Is Google getting serious about mobile?

There are reports floating about the tech-blogosphere that Google is going to buy GrandCentral, the mobile startup that gives you a single phone number that can then be directed to any number you choose — or to email, etc; in other words, a single point of mobile contact (of course, this holy grail isn’t available to Canadians, as far as I know). I must admit that the first word that popped into my head when I read the report at TechCrunch was: Dodgeball.

snipshot_e4×3k6uo7w6.jpgRemember Dodgeball? A very interesting mobile 2.0-type of application — way ahead of its time, in fact — that used geo-location as the foundation of a mobile social network, a little like Plazes.com is trying to do with the Web. Fantastic idea, I thought. Google bought the company in 2005, and there was a huge amount of excitement about Google getting into the mobile software arena at that time. And what came of it? Bupkis, as New Yorkers like to say (incidentally, bupkis is a Yiddish word meaning “beans,” but the phrase means something so small as to be worthless). Dodgeball is still around, but not much has happened with it as far as integrating it with anything.
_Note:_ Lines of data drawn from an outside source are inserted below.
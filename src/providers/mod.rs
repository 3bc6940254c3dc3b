//! Providers for balance data and wallet connections

pub mod http_provider;
pub mod local_wallet;

// Re-export for convenience
pub use http_provider::HttpBalanceProvider;
pub use local_wallet::LocalWalletConnector;
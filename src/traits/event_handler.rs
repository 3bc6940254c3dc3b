use async_trait::async_trait;

use crate::models::balance::BalanceState;

/// Handler for balance state transitions
#[async_trait]
pub trait BalanceEventHandler: Send + Sync {
    /// Called after every state change with the new state
    async fn handle_balance_update(&self, address: Option<&str>, state: &BalanceState);

    /// Called when a fetch fails, after the state already carries the error
    async fn handle_error(&self, address: &str, error: &str);
}
// src/tracker/balance_poller.rs
use std::sync::atomic::{AtomicU64, Ordering};
use std::sync::Arc;
use std::time::Duration;

use tokio::sync::Mutex;
use tokio::task::JoinHandle;
use tokio::time::{Instant, MissedTickBehavior};
use tracing::{debug, info, warn};

use crate::error::BalanceError;
use crate::models::address::AddressInfo;
use crate::models::balance::{BalanceSnapshot, BalanceState};
use crate::traits::{balance_source::BalanceSource, event_handler::BalanceEventHandler};
use crate::utils::helper::parse_nano;

/// How often a connected address is re-fetched
pub const DEFAULT_POLL_INTERVAL: Duration = Duration::from_secs(30);

struct Tracked {
    state: BalanceState,
    /// Ticket of the newest fetch whose outcome is in `state`
    applied: u64,
}

/// State and fetch logic shared between the poller and its timer task
struct PollerCore {
    source: Arc<dyn BalanceSource>,
    handler: Arc<dyn BalanceEventHandler>,
    tracked: Mutex<Tracked>,
    issued: AtomicU64,
}

impl PollerCore {
    fn next_ticket(&self) -> u64 {
        self.issued.fetch_add(1, Ordering::SeqCst) + 1
    }

    /// A newer fetch has been started since `ticket`
    fn superseded(&self, ticket: u64) -> bool {
        self.issued.load(Ordering::SeqCst) > ticket
    }

    async fn fetch(&self, address: Option<&str>) {
        let ticket = self.next_ticket();
        self.fetch_ticketed(ticket, address).await;
    }

    /// Run a fetch whose ticket was taken earlier, so its ordering is fixed by the caller
    async fn fetch_ticketed(&self, ticket: u64, address: Option<&str>) {
        let Some(address) = address else {
            let state = {
                let mut tracked = self.tracked.lock().await;
                tracked.applied = ticket;
                tracked.state.reset();
                tracked.state.clone()
            };
            self.handler.handle_balance_update(None, &state).await;
            return;
        };

        let state = {
            let mut tracked = self.tracked.lock().await;
            tracked.state.begin_loading();
            tracked.state.clone()
        };
        self.handler.handle_balance_update(Some(address), &state).await;

        debug!("Fetching balance for {} (request #{})", address, ticket);
        let result = self.load_snapshot(address).await;

        let (state, error) = {
            let mut tracked = self.tracked.lock().await;
            if ticket < tracked.applied {
                debug!("Discarding stale response #{} (applied #{})", ticket, tracked.applied);
                return;
            }
            tracked.applied = ticket;
            let still_loading = self.superseded(ticket);

            match result {
                Ok(snapshot) => {
                    tracked.state.apply_success(snapshot, still_loading);
                    (tracked.state.clone(), None)
                }
                Err(e) => {
                    let message = e.to_string();
                    tracked.state.apply_failure(message.clone(), still_loading);
                    (tracked.state.clone(), Some(message))
                }
            }
        };

        match &error {
            Some(message) => warn!("Failed to fetch balance for {}: {}", address, message),
            None => debug!("Balance for {}: {:.9} TON", address, state.balance_major_units()),
        }

        self.handler.handle_balance_update(Some(address), &state).await;
        if let Some(message) = error {
            self.handler.handle_error(address, &message).await;
        }
    }

    async fn load_snapshot(&self, address: &str) -> Result<BalanceSnapshot, BalanceError> {
        let raw = self.source.fetch_balance(address).await?;
        let nano = parse_nano(&raw)?;
        Ok(BalanceSnapshot::from_nano(raw, nano, chrono::Utc::now().timestamp_millis()))
    }
}

/// Recurring re-fetch for one address; dropping it stops the schedule
struct PollTimer {
    handle: JoinHandle<()>,
}

impl PollTimer {
    fn start(core: Arc<PollerCore>, address: String, period: Duration) -> Self {
        let handle = tokio::spawn(async move {
            let mut ticker = tokio::time::interval_at(Instant::now() + period, period);
            ticker.set_missed_tick_behavior(MissedTickBehavior::Delay);

            loop {
                ticker.tick().await;
                // detached so that stopping the schedule leaves a running request alone
                let core = core.clone();
                let address = address.clone();
                tokio::spawn(async move {
                    core.fetch(Some(&address)).await;
                });
            }
        });

        Self { handle }
    }
}

impl Drop for PollTimer {
    fn drop(&mut self) {
        self.handle.abort();
    }
}

/// Keeps the balance of the current address fresh
///
/// Fetches immediately whenever the address changes and then every poll
/// interval while an address is set. Failures never escape: they end up in
/// [`BalanceState::last_error`] and the last good balance is kept.
///
/// Overlapping fetches are not queued. Each fetch takes a ticket and a
/// response older than the one already applied is dropped, so a slow reply
/// can never overwrite a newer balance or revive one after disconnect.
pub struct BalancePoller {
    core: Arc<PollerCore>,
    address: Mutex<Option<String>>,
    timer: Mutex<Option<PollTimer>>,
    poll_interval: Duration,
}

impl BalancePoller {
    /// Create a poller with no address and the default interval
    pub fn new(source: Arc<dyn BalanceSource>, handler: Arc<dyn BalanceEventHandler>) -> Self {
        Self {
            core: Arc::new(PollerCore {
                source,
                handler,
                tracked: Mutex::new(Tracked {
                    state: BalanceState::default(),
                    applied: 0,
                }),
                issued: AtomicU64::new(0),
            }),
            address: Mutex::new(None),
            timer: Mutex::new(None),
            poll_interval: DEFAULT_POLL_INTERVAL,
        }
    }

    /// Override the poll interval; a zero interval is ignored
    pub fn with_interval(mut self, poll_interval: Duration) -> Self {
        if !poll_interval.is_zero() {
            self.poll_interval = poll_interval;
        }
        self
    }

    /// Switch to a new address (or none), fetching right away
    ///
    /// Setting the address that is already current does nothing. The new
    /// schedule is armed before the first request goes out, and that request
    /// runs on its own task, so dropping this future never leaves an address
    /// without polling.
    pub async fn set_address(&self, address: Option<String>) {
        let ticket = {
            let mut current = self.address.lock().await;
            if *current == address {
                return;
            }
            *current = address.clone();

            // replacing the handle aborts the old schedule
            *self.timer.lock().await = address
                .clone()
                .map(|addr| PollTimer::start(self.core.clone(), addr, self.poll_interval));
            self.core.next_ticket()
        };

        let Some(addr) = address else {
            info!("Address cleared, polling stopped");
            self.core.fetch_ticketed(ticket, None).await;
            return;
        };

        info!("Tracking balance of {} every {:?}", addr, self.poll_interval);
        let core = self.core.clone();
        let initial = tokio::spawn(async move {
            core.fetch_ticketed(ticket, Some(&addr)).await;
        });
        if let Err(e) = initial.await {
            warn!("Initial balance fetch failed: {}", e);
        }
    }

    pub async fn address(&self) -> Option<String> {
        self.address.lock().await.clone()
    }

    /// Fetch the balance of `address` into this poller's state
    pub async fn fetch(&self, address: Option<&str>) {
        self.core.fetch(address).await;
    }

    /// Fetch again for the current address
    pub async fn refetch(&self) {
        let address = self.address().await;
        self.core.fetch(address.as_deref()).await;
    }

    /// Copy of the current state
    pub async fn state(&self) -> BalanceState {
        self.core.tracked.lock().await.state.clone()
    }

    pub async fn is_polling(&self) -> bool {
        self.timer.lock().await.is_some()
    }

    /// Account details for the current address, `None` without an address
    pub async fn address_info(&self) -> Result<Option<AddressInfo>, BalanceError> {
        match self.address().await {
            Some(address) => Ok(Some(self.core.source.fetch_address_info(&address).await?)),
            None => Ok(None),
        }
    }

    /// Stop the schedule; requests already sent are left to finish
    pub async fn shutdown(&self) {
        if self.timer.lock().await.take().is_some() {
            info!("Balance poller stopped");
        }
    }
}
Google also bought Android around the same time, including Andy Rubin — who founded Danger, the company behind the Sidekick — and nothing much has happened there either, at least as far as anyone knows (the founders of Dodgeball recently left Google and made no secret of their frustration). Could all of these assets — and others such as Reqwireless, the Canadian mobile software company that Google bought last year — become something real? Who knows.

There are still lots of rumours floating around about the secret Google phone project, which is reportedly a personal interest of Larry Page’s, and involves Andy Rubin and a host of others on a Sidekick-like device. Of course, others say that’s all bollocks, and the Google phone amounts to nothing more than bundling deals with other phone makers to install mobile versions of Gmail, etc.